Il problema non è solo clinico, ma anche sistemico. Le linee guida pediatriche risultano spesso incomplete, obsolete o non armonizzate. In diversi Stati, gli antibiotici raccomandati non sono inclusi nelle liste nazionali dei farmaci essenziali, limitandone la disponibilità reale e rendendo difficile l’applicazione delle raccomandazioni internazionali. Questo genera una frammentazione delle pratiche terapeutiche, che si traduce in un uso eccessivo di molecole appartenenti alla categoria Watch, come cefalosporine e macrolidi, che dovrebbero essere riservate a situazioni specifiche e ben definite.
Il paradosso è evidente: mentre si compiono passi avanti nell’adozione degli antibiotici di prima linea, le seconde linee continuano a essere prescritte con troppa disinvoltura, spesso in assenza di indicazioni cliniche precise. “Se vogliamo raggiungere l’obiettivo Onu del 70% di utilizzo di antibiotici Access entro il 2030,” aggiunge la professoressa Esposito, “servono linee guida più armonizzate, basate sulle evidenze scientifiche e capaci di tenere conto delle peculiarità locali.”

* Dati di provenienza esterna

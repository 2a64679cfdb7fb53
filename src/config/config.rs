//! Application configuration and CLI argument parsing.

use std::path::PathBuf;
use std::time::Duration;

use anyhow::Result;
use clap::{Parser, ValueEnum};
use serde::{Deserialize, Serialize};
use tracing::info;

use super::voices::{self, DEFAULT_PREFERRED_VOICES, DEFAULT_VOICE_KEYWORDS, VoicePreferences};
use crate::matching::MatchConfig;
use crate::session::SessionSettings;
use crate::tts::SpeechSettings;

/// How session snapshots are written to stdout.
#[derive(Debug, Clone, Copy, PartialEq, Eq, ValueEnum, Serialize, Deserialize, Default)]
#[serde(rename_all = "lowercase")]
pub enum OutputFormat {
    /// One human-readable line per event (default)
    #[default]
    Text,
    /// One JSON object per event
    Json,
}

impl std::fmt::Display for OutputFormat {
    fn fmt(&self, f: &mut std::fmt::Formatter<'_>) -> std::fmt::Result {
        match self {
            OutputFormat::Text => write!(f, "text"),
            OutputFormat::Json => write!(f, "json"),
        }
    }
}

/// Reading coach configuration.
#[derive(Parser, Debug, Clone, Serialize, Deserialize)]
#[command(name = "reading-coach")]
#[command(author, version, about = "A reading-practice coach driven by speech recognition events", long_about = None)]
pub struct AppConfig {
    /// List the read-aloud voice preference order and exit
    #[arg(long)]
    pub list_voice_preferences: bool,

    /// Host event script (JSON lines); reads stdin when omitted
    #[arg(long, short = 's', env = "READING_COACH_SCRIPT")]
    pub script: Option<PathBuf>,

    /// Text to load before the script starts
    #[arg(long, short = 't', conflicts_with = "text_file")]
    pub text: Option<String>,

    /// File whose contents are loaded before the script starts
    #[arg(long)]
    pub text_file: Option<PathBuf>,

    /// Start listening right after the initial text is loaded
    #[arg(long)]
    pub auto_start: bool,

    /// Similarity threshold for interim recognition results (0.0 - 1.0)
    #[arg(long, default_value = "0.35", value_parser = parse_unit_interval)]
    pub interim_threshold: f64,

    /// Similarity threshold for final recognition results (0.0 - 1.0)
    #[arg(long, default_value = "0.6", value_parser = parse_unit_interval)]
    pub final_threshold: f64,

    /// How many expected words may be skipped when a later word is spoken
    #[arg(long, default_value = "1")]
    pub max_skip: usize,

    /// Delay in milliseconds before restarting the recognizer after a network or no-speech error
    #[arg(long, default_value = "1000")]
    pub retry_delay_ms: u64,

    /// Treat the host as having no speech recognizer
    #[arg(long)]
    pub no_recognizer: bool,

    /// Read-aloud language tag
    #[arg(long, default_value = "en-US")]
    pub lang: String,

    /// Read-aloud speech rate (0.1 - 10.0, 0.9 is a natural reading pace)
    #[arg(long, default_value = "0.9")]
    pub speech_rate: f32,

    /// Read-aloud pitch (0.0 - 2.0)
    #[arg(long, default_value = "1.0")]
    pub speech_pitch: f32,

    /// Read-aloud volume (0.0 - 1.0)
    #[arg(long, default_value = "1.0")]
    pub speech_volume: f32,

    /// Preferred read-aloud voice name fragment, best first (repeatable)
    #[arg(long = "preferred-voice", default_values_t = DEFAULT_PREFERRED_VOICES.iter().map(|s| s.to_string()).collect::<Vec<_>>())]
    pub preferred_voices: Vec<String>,

    /// Fallback keyword for read-aloud voice names (repeatable)
    #[arg(long = "voice-keyword", default_values_t = DEFAULT_VOICE_KEYWORDS.iter().map(|s| s.to_string()).collect::<Vec<_>>())]
    pub voice_keywords: Vec<String>,

    /// Output format for session snapshots
    #[arg(long, short = 'o', value_enum, default_value = "text")]
    pub output: OutputFormat,

    /// Enable verbose logging
    #[arg(long, short = 'v')]
    pub verbose: bool,
}

impl AppConfig {
    /// Parse configuration from command line arguments.
    pub fn from_args() -> Self {
        let config = Self::parse();

        if config.list_voice_preferences {
            voices::print_preferences(&config.voice_preferences());
            std::process::exit(0);
        }

        config
    }

    /// Matcher tuning derived from the thresholds and skip limit.
    pub fn match_config(&self) -> MatchConfig {
        MatchConfig { interim_threshold: self.interim_threshold, final_threshold: self.final_threshold, max_skip: self.max_skip }
    }

    /// Read-aloud voice parameters.
    pub fn speech_settings(&self) -> SpeechSettings {
        SpeechSettings { lang: self.lang.clone(), rate: self.speech_rate, pitch: self.speech_pitch, volume: self.speech_volume }
    }

    /// Read-aloud voice preferences.
    pub fn voice_preferences(&self) -> VoicePreferences {
        VoicePreferences { preferred: self.preferred_voices.clone(), keywords: self.voice_keywords.clone() }
    }

    pub fn retry_delay(&self) -> Duration {
        Duration::from_millis(self.retry_delay_ms)
    }

    /// Everything the session needs.
    pub fn session_settings(&self) -> SessionSettings {
        SessionSettings {
            matching: self.match_config(),
            retry_delay: self.retry_delay(),
            speech: self.speech_settings(),
            voices: self.voice_preferences(),
            recognition_available: !self.no_recognizer,
        }
    }

    /// Initial text from `--text` or `--text-file`, if any.
    pub fn initial_text(&self) -> Result<Option<String>> {
        if let Some(ref text) = self.text {
            return Ok(Some(text.clone()));
        }
        match self.text_file {
            Some(ref path) => {
                let text = std::fs::read_to_string(path).map_err(|e| anyhow::anyhow!("Failed to read text file {}: {}", path.display(), e))?;
                Ok(Some(text))
            }
            None => Ok(None),
        }
    }

    /// Validate the configuration.
    pub fn validate(&self) -> Result<()> {
        if let Some(ref path) = self.script
            && !path.exists()
        {
            anyhow::bail!("Script file not found: {}", path.display());
        }

        if let Some(ref path) = self.text_file
            && !path.exists()
        {
            anyhow::bail!("Text file not found: {}", path.display());
        }

        if self.auto_start && self.text.is_none() && self.text_file.is_none() {
            anyhow::bail!("--auto-start needs --text or --text-file");
        }

        if self.interim_threshold > self.final_threshold {
            anyhow::bail!("Interim threshold must not exceed the final threshold");
        }

        if !(0.1..=10.0).contains(&self.speech_rate) {
            anyhow::bail!("Speech rate must be between 0.1 and 10.0");
        }

        if !(0.0..=2.0).contains(&self.speech_pitch) {
            anyhow::bail!("Speech pitch must be between 0.0 and 2.0");
        }

        if !(0.0..=1.0).contains(&self.speech_volume) {
            anyhow::bail!("Speech volume must be between 0.0 and 1.0");
        }

        Ok(())
    }

    /// Log the current configuration.
    pub fn log_config(&self) {
        info!("Configuration:");
        match self.script {
            Some(ref path) => info!("  Script: {}", path.display()),
            None => info!("  Script: stdin"),
        }
        info!("  Interim threshold: {}", self.interim_threshold);
        info!("  Final threshold: {}", self.final_threshold);
        info!("  Max skip: {}", self.max_skip);
        info!("  Retry delay: {}ms", self.retry_delay_ms);
        info!("  Recognizer: {}", if self.no_recognizer { "unavailable" } else { "available" });
        info!("  Speech: {} rate={} pitch={} volume={}", self.lang, self.speech_rate, self.speech_pitch, self.speech_volume);
        info!("  Preferred voices: {}", self.preferred_voices.len());
        info!("  Output: {}", self.output);
    }
}

/// Parse and validate a value in `[0.0, 1.0]`.
fn parse_unit_interval(s: &str) -> Result<f64, String> {
    let value: f64 = s.parse().map_err(|_| format!("'{}' is not a valid float", s))?;
    if (0.0..=1.0).contains(&value) {
        Ok(value)
    } else {
        Err(format!("value must be between 0.0 and 1.0, got {}", value))
    }
}
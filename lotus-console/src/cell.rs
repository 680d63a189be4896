//! Per-field fetch state
//!
//! Every dashboard metric (and every independently fetched list) tracks
//! its own loading and error state, so one slow or failing request never
//! blocks the rest of the screen.

use lotus_client::ClientResult;
use serde::Serialize;

/// One independently fetched value with its own loading/error flags.
///
/// Applying an error keeps the previously displayed value; only a
/// successful fetch overwrites it.
#[derive(Debug, Clone, Default, Serialize)]
pub struct DataCell<T> {
    pub value: T,
    pub loading: bool,
    pub error: Option<String>,
}

impl<T> DataCell<T> {
    /// Mark the cell as loading for a new fetch round.
    pub fn begin(&mut self) {
        self.loading = true;
        self.error = None;
    }

    /// Apply one fetch result to this cell.
    pub fn apply(&mut self, result: ClientResult<T>) {
        self.loading = false;
        match result {
            Ok(value) => {
                self.value = value;
                self.error = None;
            }
            Err(e) => {
                self.error = Some(e.to_string());
            }
        }
    }

    /// Loaded without error.
    pub fn is_ready(&self) -> bool {
        !self.loading && self.error.is_none()
    }
}
//! Sync payload builder
//!
//! Turns the form state plus the original server snapshot into the
//! action-tagged payload the process endpoint expects. Every entity
//! from the snapshot appears exactly once (keep/update or delete),
//! every entity new to the form is tagged create. Deletion is decided
//! here by diffing against the snapshot, never against an intermediate
//! in-memory generation.

use std::collections::BTreeMap;

use shared::models::{
    ImagePayload, PricePayload, Product, ProductImage, ProductPayload, ProductVariance,
    SyncAction, VariancePayload,
};

use super::ProductForm;
use crate::error::FormError;

/// Name of the synthetic variance emitted while the variant toggle is
/// off.
pub const DEFAULT_VARIANCE_NAME: &str = "Default";

impl ProductForm {
    /// Build the payload for a create/update submit.
    pub fn sync_payload(&self) -> Result<ProductPayload, FormError> {
        self.validate()?;

        let snapshot = self.snapshot();
        let action = match snapshot.and_then(|s| s.id) {
            Some(_) => SyncAction::Update,
            None => SyncAction::Create,
        };

        let variances = if self.has_variants {
            self.variant_payloads(snapshot)
        } else {
            self.default_variance_payloads(snapshot)
        };

        Ok(ProductPayload {
            action,
            id: snapshot.and_then(|s| s.id),
            name: self.core.name.clone(),
            brand: self.core.brand.clone(),
            short_description: self.core.short_description.clone(),
            description: self.core.description.clone(),
            has_variants: self.has_variants,
            general_attributes: self
                .general_attributes
                .iter()
                .filter(|a| !a.name.trim().is_empty() && !a.value.trim().is_empty())
                .cloned()
                .collect(),
            variant_options: if self.has_variants {
                self.options().to_options()
            } else {
                Vec::new()
            },
            images: self.image_payloads(snapshot),
            variances,
        })
    }

    /// Build the payload for a whole-product delete.
    ///
    /// Refused when no server snapshot is loaded; a delete must never be
    /// guessed from form state alone.
    pub fn delete_payload(&self) -> Result<ProductPayload, FormError> {
        let snapshot = self.snapshot().ok_or(FormError::NothingLoaded)?;
        whole_delete_payload(snapshot)
    }

    /// Current images keep/create, snapshot images gone from the current
    /// list delete.
    fn image_payloads(&self, snapshot: Option<&Product>) -> Vec<ImagePayload> {
        let current = self.images();
        let mut out: Vec<ImagePayload> = current
            .iter()
            .map(|img| ImagePayload {
                action: if img.id.is_some() {
                    SyncAction::Keep
                } else {
                    SyncAction::Create
                },
                id: img.id,
                url: img.url.clone(),
            })
            .collect();

        if let Some(snap) = snapshot {
            for img in snap.images.iter().filter(|i| i.id.is_some()) {
                if !current.iter().any(|c| c.id == img.id) {
                    out.push(delete_image(img));
                }
            }
        }
        out
    }

    /// Variant toggle on: every generated variant becomes a variance,
    /// snapshot variances with no surviving combination are deleted.
    fn variant_payloads(&self, snapshot: Option<&Product>) -> Vec<VariancePayload> {
        let mut out: Vec<VariancePayload> = self
            .variants()
            .iter()
            .map(|variant| {
                let prior_price_id = variant.server_id.and_then(|id| {
                    snapshot
                        .and_then(|s| s.variances.iter().find(|v| v.id == Some(id)))
                        .and_then(|v| v.price.id)
                });
                VariancePayload {
                    action: if variant.server_id.is_some() {
                        SyncAction::Update
                    } else {
                        SyncAction::Create
                    },
                    id: variant.server_id,
                    name: variant.display_name.clone(),
                    sku: variant.sku.clone(),
                    stock: variant.stock,
                    attributes: variant.attributes.clone(),
                    price: PricePayload {
                        action: if prior_price_id.is_some() {
                            SyncAction::Update
                        } else {
                            SyncAction::Create
                        },
                        id: prior_price_id,
                        amount: variant.price,
                    },
                }
            })
            .collect();

        if let Some(snap) = snapshot {
            for variance in snap.variances.iter().filter(|v| v.id.is_some()) {
                if !self.variants().iter().any(|cur| cur.server_id == variance.id) {
                    out.push(delete_variance(variance));
                }
            }
        }
        out
    }

    /// Variant toggle off: one synthetic "Default" variance carrying the
    /// base fields. The first original variance's id is reused so the
    /// toggle never orphans a record; every other original variance is
    /// deleted.
    fn default_variance_payloads(&self, snapshot: Option<&Product>) -> Vec<VariancePayload> {
        let reused = snapshot.and_then(|s| s.variances.first());
        let reused_id = reused.and_then(|v| v.id);
        let prior_price_id = reused.and_then(|v| v.price.id);

        let mut out = vec![VariancePayload {
            action: if reused_id.is_some() {
                SyncAction::Update
            } else {
                SyncAction::Create
            },
            id: reused_id,
            name: DEFAULT_VARIANCE_NAME.to_string(),
            sku: self.core.base_sku.clone().unwrap_or_default(),
            stock: self.core.base_stock,
            attributes: BTreeMap::new(),
            price: PricePayload {
                action: if prior_price_id.is_some() {
                    SyncAction::Update
                } else {
                    SyncAction::Create
                },
                id: prior_price_id,
                amount: self.core.base_price,
            },
        }];

        if let Some(snap) = snapshot {
            for variance in snap.variances.iter().skip(1).filter(|v| v.id.is_some()) {
                out.push(delete_variance(variance));
            }
        }
        out
    }
}

/// Delete payload for a full snapshot: the core, every image, every
/// variance and every nested price tagged delete, form state ignored.
pub fn whole_delete_payload(snapshot: &Product) -> Result<ProductPayload, FormError> {
    let id = snapshot.id.ok_or(FormError::NothingLoaded)?;
    Ok(ProductPayload {
        action: SyncAction::Delete,
        id: Some(id),
        name: snapshot.name.clone(),
        brand: snapshot.brand.clone(),
        short_description: snapshot.short_description.clone(),
        description: snapshot.description.clone(),
        has_variants: snapshot.has_variants,
        general_attributes: snapshot.general_attributes.clone(),
        variant_options: snapshot.variant_options.clone(),
        images: snapshot.images.iter().map(delete_image).collect(),
        variances: snapshot.variances.iter().map(delete_variance).collect(),
    })
}

fn delete_image(image: &ProductImage) -> ImagePayload {
    ImagePayload {
        action: SyncAction::Delete,
        id: image.id,
        url: image.url.clone(),
    }
}

fn delete_variance(variance: &ProductVariance) -> VariancePayload {
    VariancePayload {
        action: SyncAction::Delete,
        id: variance.id,
        name: variance.name.clone(),
        sku: variance.sku.clone(),
        stock: variance.stock,
        attributes: variance.attributes.clone(),
        price: PricePayload {
            action: SyncAction::Delete,
            id: variance.price.id,
            amount: variance.price.amount,
        },
    }
}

Il messaggio che emerge dallo studio è inequivocabile: la lotta alla resistenza antibiotica richiede un’azione coordinata, globale e fondata su dati solidi. Non basta sensibilizzare i singoli prescrittori; è necessario intervenire a livello istituzionale, aggiornando le linee guida, garantendo la disponibilità dei farmaci essenziali e promuovendo una cultura della prescrizione responsabile.
In gioco non c’è solo l’efficacia delle terapie, ma la tenuta stessa del sistema sanitario. Ogni prescrizione inappropriata rappresenta un passo verso un futuro in cui curare un’infezione batterica potrebbe diventare impossibile. E in questo scenario, i bambini — i più fragili e i meno protetti — rischiano di pagare il prezzo più alto.